- [About this exercise]: Where does the string "states" occur in the records? Copy each line that holds it.

- [Dataset records]:
impl Layer {
    /// Allocates and initialises a layer.
    ///
    /// Excitatory connections are filled from one pair of draws on `rng`,
    /// inhibitory connections from the next pair. Long averages start at the
    /// target sparsity and thresholds at their initial constant.
    pub fn create_random<B: ComputeBackend + ?Sized>(
        config: &LayerConfig,
        init: &InitParams,
        backend: &mut B,
        rng: &mut Prng,
    ) -> Result<Self> {
        config.validate()?;
        init.validate()?;

        let e = NeuronLayer::create(backend, config.e, init.sparsity.e, init.e_threshold)?;
        let i = NeuronLayer::create(backend, config.i, init.sparsity.i, init.i_threshold)?;

        let seed_e = rng.seed_pair();
        let seed_i = rng.seed_pair();
        let (e_range, i_range) = (init.e_weights, init.i_weights);

        let e_feed_forward =
            Weights2D::create_random(backend, config.e_feed_forward_field(), e_range, seed_e, 0)?;
        let e_feed_back =
            Weights2D::create_random(backend, config.e_feed_back_field(), i_range, seed_e, 1)?;
        let i_feed_forward =
            Weights2D::create_random(backend, config.i_feed_forward_field(), e_range, seed_i, 0)?;
        let i_lateral =
            Weights2D::create_random(backend, config.i_lateral_field(), i_range, seed_i, 1)?;
        let i_feed_back =
            Weights2D::create_random(backend, config.i_feed_back_field(), e_range, seed_i, 2)?;

        debug!(
            e = %config.e,
            i = %config.i,
            feed_forward = %config.e_feed_forward,
            feed_back = %config.i_feed_back,
            "layer created"
        );

        Ok(Self {
            config: *config,
            e,
            i,
            e_feed_forward,
            e_feed_back,
            i_feed_forward,
            i_lateral,
            i_feed_back,
        })
    }

    pub fn config(&self) -> &LayerConfig {
        &self.config
    }

    pub fn e(&self) -> &NeuronLayer {
        &self.e
    }

    pub fn i(&self) -> &NeuronLayer {
        &self.i
    }

    pub fn e_feed_forward_weights(&self) -> &Weights2D {
        &self.e_feed_forward
    }

    pub fn e_feed_back_weights(&self) -> &Weights2D {
        &self.e_feed_back
    }

    pub fn i_feed_forward_weights(&self) -> &Weights2D {
        &self.i_feed_forward
    }

    pub fn i_lateral_weights(&self) -> &Weights2D {
        &self.i_lateral
    }

    pub fn i_feed_back_weights(&self) -> &Weights2D {
        &self.i_feed_back
    }

    /// All five connections, excitatory first.
    pub fn weights(&self) -> [&Weights2D; 5] {
        [
            &self.e_feed_forward,
            &self.e_feed_back,
            &self.i_feed_forward,
            &self.i_lateral,
            &self.i_feed_back,
        ]
    }

    pub fn e_activate_dispatch(
        &self,
        feed_forward: Tensor,
        params: &ActivationParams,
    ) -> Result<Dispatch> {
        Error::check_shape(
            "feed-forward input",
            self.config.e_feed_forward.field(),
            feed_forward.shape(),
        )?;
        Ok(Dispatch::EActivate(EActivateArgs {
            feed_forward,
            i_states: self.i.states.previous(),
            ff_weights: self.e_feed_forward.previous(),
            fb_weights: self.e_feed_back.previous(),
            population: self.e.io(),
            ff_field: self.e_feed_forward.field(),
            fb_field: self.e_feed_back.field(),
            params: *params,
        }))
    }

    pub fn i_activate_dispatch(
        &self,
        feed_back: Tensor,
        params: &ActivationParams,
    ) -> Result<Dispatch> {
        Error::check_shape(
            "feed-back input",
            self.config.i_feed_back.field(),
            feed_back.shape(),
        )?;
        Ok(Dispatch::IActivate(IActivateArgs {
            // Same-step excitatory output.
            e_states: self.e.states.current(),
            feed_back,
            ff_weights: self.i_feed_forward.previous(),
            lateral_weights: self.i_lateral.previous(),
            fb_weights: self.i_feed_back.previous(),
            population: self.i.io(),
            ff_field: self.i_feed_forward.field(),
            lateral_field: self.i_lateral.field(),
            fb_field: self.i_feed_back.field(),
            params: *params,
        }))
    }

    pub fn learn_dispatches(
        &self,
        ff_short: Tensor,
        fb_short: Tensor,
        fb_long: Tensor,
        rates: &LearnRates,
        sparsity: &SparsityTargets,
    ) -> Result<[Dispatch; 2]> {
        rates.validate()?;
        sparsity.validate()?;
        Error::check_shape(
            "feed-forward context",
            self.config.e_feed_forward.field(),
            ff_short.shape(),
        )?;
        Error::check_shape(
            "feed-back short average",
            self.config.i_feed_back.field(),
            fb_short.shape(),
        )?;
        Error::check_shape(
            "feed-back long average",
            self.config.i_feed_back.field(),
            fb_long.shape(),
        )?;

        let e_learn = Dispatch::ELearn(ELearnArgs {
            ff_short,
            e_short: self.e.short_averages.previous(),
            e_long: self.e.long_averages.previous(),
            i_short: self.i.short_averages.previous(),
            ff_weights_prev: self.e_feed_forward.previous(),
            fb_weights_prev: self.e_feed_back.previous(),
            thresholds_prev: self.e.thresholds.previous(),
            ff_weights: self.e_feed_forward.current(),
            fb_weights: self.e_feed_back.current(),
            thresholds: self.e.thresholds.current(),
            ff_field: self.e_feed_forward.field(),
            fb_field: self.e_feed_back.field(),
            alpha: rates.e_alpha,
            beta: rates.e_beta,
            delta: rates.e_delta,
            sparsity: sparsity.e,
        });
        let i_learn = Dispatch::ILearn(ILearnArgs {
            fb_short,
            fb_long,
            e_short: self.e.short_averages.previous(),
            i_short: self.i.short_averages.previous(),
            i_long: self.i.long_averages.previous(),
            ff_weights_prev: self.i_feed_forward.previous(),
            lateral_weights_prev: self.i_lateral.previous(),
            fb_weights_prev: self.i_feed_back.previous(),
            thresholds_prev: self.i.thresholds.previous(),
            ff_weights: self.i_feed_forward.current(),
            lateral_weights: self.i_lateral.current(),
            fb_weights: self.i_feed_back.current(),
            thresholds: self.i.thresholds.current(),
            ff_field: self.i_feed_forward.field(),
            lateral_field: self.i_lateral.field(),
            fb_field: self.i_feed_back.field(),
            alpha: rates.i_alpha,
            beta: rates.i_beta,
            gamma: rates.i_gamma,
            delta: rates.i_delta,
            sparsity: sparsity.i,
        });
        Ok([e_learn, i_learn])
    }

    /// One settling iteration of the excitatory population.
    pub fn e_activate<B: ComputeBackend + ?Sized>(
        &self,
        backend: &mut B,
        feed_forward: Tensor,
        params: &ActivationParams,
    ) -> Result<()> {
        let call = self.e_activate_dispatch(feed_forward, params)?;
        backend.dispatch(&call)?;
        Ok(())
    }

    /// One settling iteration of the inhibitory population. Must follow
    /// `e_activate` of the same iteration.
    pub fn i_activate<B: ComputeBackend + ?Sized>(
        &self,
        backend: &mut B,
        feed_back: Tensor,
        params: &ActivationParams,
    ) -> Result<()> {
        let call = self.i_activate_dispatch(feed_back, params)?;
        backend.dispatch(&call)?;
        Ok(())
    }

    /// Updates weights and thresholds of both populations into `current`.
    pub fn learn<B: ComputeBackend + ?Sized>(
        &self,
        backend: &mut B,
        ff_short: Tensor,
        fb_short: Tensor,
        fb_long: Tensor,
        rates: &LearnRates,
        sparsity: &SparsityTargets,
    ) -> Result<()> {
        for call in self.learn_dispatches(ff_short, fb_short, fb_long, rates, sparsity)? {
            backend.dispatch(&call)?;
        }
        Ok(())
    }

    /// Clears the per-example short averages of both populations.
    pub fn ex_step_begin<B: ComputeBackend + ?Sized>(&self, backend: &mut B) -> Result<()> {
        fill_pair(backend, &self.e.short_averages, 0.0)?;
        fill_pair(backend, &self.i.short_averages, 0.0)?;
        Ok(())
    }

    pub fn sim_step_end(&mut self) {
        self.e.swap_activity();
        self.i.swap_activity();
    }

    pub fn ex_step_end(&mut self) {
        self.e.thresholds.swap();
        self.i.thresholds.swap();
        self.e_feed_forward.swap();
        self.e_feed_back.swap();
        self.i_feed_forward.swap();
        self.i_lateral.swap();
        self.i_feed_back.swap();
    }

    pub fn stats<B: ComputeBackend + ?Sized>(&self, backend: &mut B) -> Result<LayerStats> {
        Ok(LayerStats {
            e: self.e.stats(backend)?,
            i: self.i.stats(backend)?,
        })
    }
}

fn allocate_pair<B: ComputeBackend + ?Sized>(backend: &mut B, shape: Shape) -> Result<DoubleBuffer> {
    let first = backend.allocate(shape)?;
    let second = backend.allocate(shape)?;
    Ok(DoubleBuffer::new(first, second))
}

fn fill_pair<B: ComputeBackend + ?Sized>(
    backend: &mut B,
    pair: &DoubleBuffer,
    value: f32,
) -> Result<()> {
    backend.fill(pair.current(), value)?;
    backend.fill(pair.previous(), value)?;
    Ok(())
}

pub(crate) fn mean(values: &[f32]) -> f32 {
    if values.is_empty() {
        return 0.0;
    }
    values.iter().sum::<f32>() / values.len() as f32
}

- [Result of the task]:
            i_states: self.i.states.previous(),
            e_states: self.e.states.current(),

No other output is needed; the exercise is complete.